From 1994, the group established itself in Europe and abroad: in South Africa in 1996 and in the United States in 1998 where it opened a store of wedding dresses Tati Mariage (which then contributed 20% to the Tati's turnover) on Fifth Avenue in New York City.

With losses being generated since 1993, Tati was left behind by new brands such as Kiabi, H&M and Zara. The textile market was then in recession and Tati, with its very low prices, was one of the first brands affected. These multiple unfavorable economic events (failures of upscaling and diversification, marketing mistakes by the owner of the brand) lead the company to suspend payments. On July 26, 2004, Fabien Ouaki was then obliged to sell the company to settle a colossal debt.

=== Éram period ===
The brand was bought by Vetura, a 50% subsidiary of the Éram group, for 10 million euros, to which was added a maximum of 4.5 million euros for store stocks, as part of a disposal plan in order to relaunch its development. Tati then intended to open more than fifteen stores in France. Projects were also planned in the North African countries and in Eastern Europe, notably in Romania. In 2007, Tati was taken over 100% by the Éram group, which abandoned inconsistent diversification and destocking and took control of the creation, with 70% of the clothing designed in-house by a team of stylists.

While the brand had 80 points of sale across France, it opened its merchant website in May 2010 which then offered more than 7,000 items, 15,000 in 2011.

From 2013, the company has 129 points of sale in France. It aimed to target no longer the 25% of households earning less than 20,000 euros per year, but 75% of French women. In February 2017, Éram was finally forced to put up its subsidiary Agora for sale, which includes Tati, Giga Store, Degrif'Mania and Fabio Lucci. Three takeover offers were being studied by the commercial court of Bobigny, including Philippe Ginestet's proposal proposing investments of several tens of thousands of euros.

=== Gifi period ===
On June 26, 2017, the commercial court of Bobigny designated the Gifi group as the buyer of the brand. Gifi's offer saved 1,428 jobs out of the 1,700 threatened, by keeping 109 of the 140 stores for at least two years, as Philippe Ginestet undertook. Despite the investment of 150 million euros, in June 2018, the recovery turned out to be "complicated". In July, a store was suddenly closed in Chambray-lès-Tours.

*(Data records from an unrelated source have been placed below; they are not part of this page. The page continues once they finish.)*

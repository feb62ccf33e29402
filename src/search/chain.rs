//! Phase chaining.
//!
//! An activity's six required spans are searched one phase at a time in
//! chaining order, each phase starting where the previous one finished and
//! reusing its cursor. Zero-length phases are skipped.
//!
//! If a forward chain passed over late-only intervals and finishes after
//! the activity's late boundary (or fails), it is re-run once with
//! late-only intervals admitted.

use tracing::debug;

use super::{find_backward, find_forward, SearchRequest, SearchResult, SearchSuccess};
use crate::error::{CapacityError, CapacityResult};
use crate::models::{Activity, PeopleRule, Phase, RequiredCapacity, Tick, UsageProfile};
use crate::timeline::{CapacityTimeline, Cursor};

/// Parameters of a chained search.
#[derive(Debug, Clone)]
pub struct ChainRequest<'a> {
    /// Start tick for forward chains, finish tick for reverse ones.
    pub at: Tick,
    /// Spans to place.
    pub required: &'a RequiredCapacity,
    pub can_pause: bool,
    pub capacity_code: Option<&'a str>,
    pub people: PeopleRule,
    /// Finishing after this tick makes the activity late.
    pub late_boundary: Option<Tick>,
    /// Whether the activity is already late.
    pub is_late: bool,
    /// Allows the one-shot late re-run.
    pub rerun_when_late: bool,
    pub hint: Option<Cursor>,
}

impl<'a> ChainRequest<'a> {
    pub fn new(at: Tick, required: &'a RequiredCapacity) -> Self {
        Self {
            at,
            required,
            can_pause: true,
            capacity_code: None,
            people: PeopleRule::UseAllAvailable,
            late_boundary: None,
            is_late: false,
            rerun_when_late: false,
            hint: None,
        }
    }

    /// A request carrying the activity's pause, code, people and late settings.
    pub fn for_activity(activity: &'a Activity, at: Tick, required: &'a RequiredCapacity) -> Self {
        Self {
            can_pause: activity.can_pause,
            capacity_code: activity.capacity_code.as_deref(),
            people: activity.people,
            late_boundary: activity.late_boundary,
            ..Self::new(at, required)
        }
    }

    pub fn with_rerun_when_late(mut self, enabled: bool) -> Self {
        self.rerun_when_late = enabled;
        self
    }

    pub fn with_hint(mut self, hint: Option<Cursor>) -> Self {
        self.hint = hint;
        self
    }

    fn phase_request(&self, phase: Phase, at: Tick, duration: Tick, first: bool, hint: Option<Cursor>) -> SearchRequest<'a> {
        SearchRequest {
            at,
            duration,
            phase,
            can_pause: self.can_pause,
            is_start_of_phase: first,
            is_late: self.is_late,
            capacity_code: self.capacity_code,
            people: self.people,
            hint,
        }
    }

    fn phase_ticks(&self, phase: Phase) -> CapacityResult<Tick> {
        let ticks = self.required.span(phase).ticks;
        if ticks < 0 {
            return Err(CapacityError::NegativeRequirement { phase, ticks });
        }
        Ok(ticks)
    }
}

/// Searches every phase forward from `req.at`.
///
/// # Example
///
/// ```
/// use u_capacity::models::{RequiredCapacity, RequiredSpan};
/// use u_capacity::search::{find_chain, ChainRequest};
/// use u_capacity::timeline::CapacityTimeline;
///
/// let tl = CapacityTimeline::continuous(0, 1000).unwrap();
/// let required = RequiredCapacity {
///     setup: RequiredSpan::new(30),
///     processing: RequiredSpan::new(100),
///     ..Default::default()
/// };
/// let result = find_chain(&tl, &ChainRequest::new(10, &required)).unwrap();
/// assert_eq!(result.success().map(|s| (s.start, s.finish)), Some((10, 140)));
/// ```
pub fn find_chain(tl: &CapacityTimeline, req: &ChainRequest<'_>) -> CapacityResult<SearchResult> {
    let result = run_forward(tl, req)?;
    let past_boundary = match (&result, req.late_boundary) {
        (SearchResult::Success(s), Some(boundary)) => s.finish > boundary,
        (SearchResult::Failure(_), Some(_)) => true,
        (_, None) => false,
    };
    if req.rerun_when_late && !req.is_late && result.skipped_late_only() && past_boundary {
        debug!(at = req.at, "re-running chain with late-only intervals");
        let late = ChainRequest {
            is_late: true,
            ..req.clone()
        };
        return run_forward(tl, &late);
    }
    Ok(result)
}

fn run_forward(tl: &CapacityTimeline, req: &ChainRequest<'_>) -> CapacityResult<SearchResult> {
    let mut t = req.at;
    let mut hint = req.hint;
    let mut profile = UsageProfile::new();
    let mut start = None;
    let mut skipped_late = false;

    for phase in Phase::ALL {
        let ticks = req.phase_ticks(phase)?;
        if ticks == 0 {
            continue;
        }
        let sreq = req.phase_request(phase, t, ticks, start.is_none(), hint);
        match find_forward(tl, &sreq)? {
            SearchResult::Success(s) => {
                skipped_late |= s.skipped_late_only;
                start.get_or_insert(s.start);
                profile.extend(s.profile);
                t = s.finish;
                hint = s.cursor;
            }
            SearchResult::Failure(mut f) => {
                debug!(?phase, reason = ?f.reason, retry = ?f.retry, "chain phase failed");
                profile.extend(std::mem::take(&mut f.partial));
                f.partial = profile;
                f.skipped_late_only |= skipped_late;
                return Ok(SearchResult::Failure(f));
            }
        }
    }

    Ok(SearchResult::Success(SearchSuccess {
        start: start.unwrap_or(req.at),
        finish: t,
        profile,
        cursor: hint,
        skipped_late_only: skipped_late,
    }))
}

/// Searches every phase backward so the chain finishes by `req.at`,
/// starting no earlier than `clock`.
///
/// Only the earliest non-empty phase is treated as beginning the activity.
pub fn find_chain_reverse(
    tl: &CapacityTimeline,
    clock: Tick,
    req: &ChainRequest<'_>,
) -> CapacityResult<SearchResult> {
    let mut first_phase = None;
    for phase in Phase::ALL {
        if req.phase_ticks(phase)? > 0 {
            first_phase = Some(phase);
            break;
        }
    }

    let mut t = req.at;
    let mut hint = req.hint;
    let mut profile = UsageProfile::new();
    let mut finish = None;
    let mut skipped_late = false;

    for phase in Phase::ALL.into_iter().rev() {
        let ticks = req.phase_ticks(phase)?;
        if ticks == 0 {
            continue;
        }
        let sreq = req.phase_request(phase, t, ticks, Some(phase) == first_phase, hint);
        match find_backward(tl, clock, &sreq)? {
            SearchResult::Success(s) => {
                skipped_late |= s.skipped_late_only;
                finish.get_or_insert(s.finish);
                profile.prepend(s.profile);
                t = s.start;
                hint = s.cursor;
            }
            SearchResult::Failure(mut f) => {
                let mut partial = std::mem::take(&mut f.partial);
                partial.extend(profile);
                f.partial = partial;
                f.skipped_late_only |= skipped_late;
                return Ok(SearchResult::Failure(f));
            }
        }
    }

    Ok(SearchResult::Success(SearchSuccess {
        start: t,
        finish: finish.unwrap_or(req.at),
        profile,
        cursor: hint,
        skipped_late_only: skipped_late,
    }))
}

On July 16, 2019, the Gifi group announced the passage of Tati stores by 2020 under its brand, with the exception of that of Barbès, 13 others due to close and around thirty sold for the opening of a new brand; 189 jobs were threatened.

In the summer of 2019, employees contacted the government to protest against the PSE planned by Tati. The government informed union representatives that the social plan planned by Tati will be closely monitored so that as many jobs as possible can be kept.

In July 2020, the management announced the closure of the store located on Boulevard Barbès in Paris. Its 34 employees were made redundant. Four other stores located in the provinces were closed and a fifth which operated in Agde (Hérault) was sold.

== Diversification ==

=== Tati Mariage ===
Tati Mariage owned around eighty models of wedding dresses, and also has a wide range of accessories.

=== Tati Vacances ===
The license for the exclusive use and exploitation of the Tati Vacances brand was originally granted to the Comptoir Bleu company in 2000. From 2002, the license for operation of the Tati Vacances brand is owned by the Karavel group.

=== Tati Or ===
There were twenty-two Tati Or stores in France.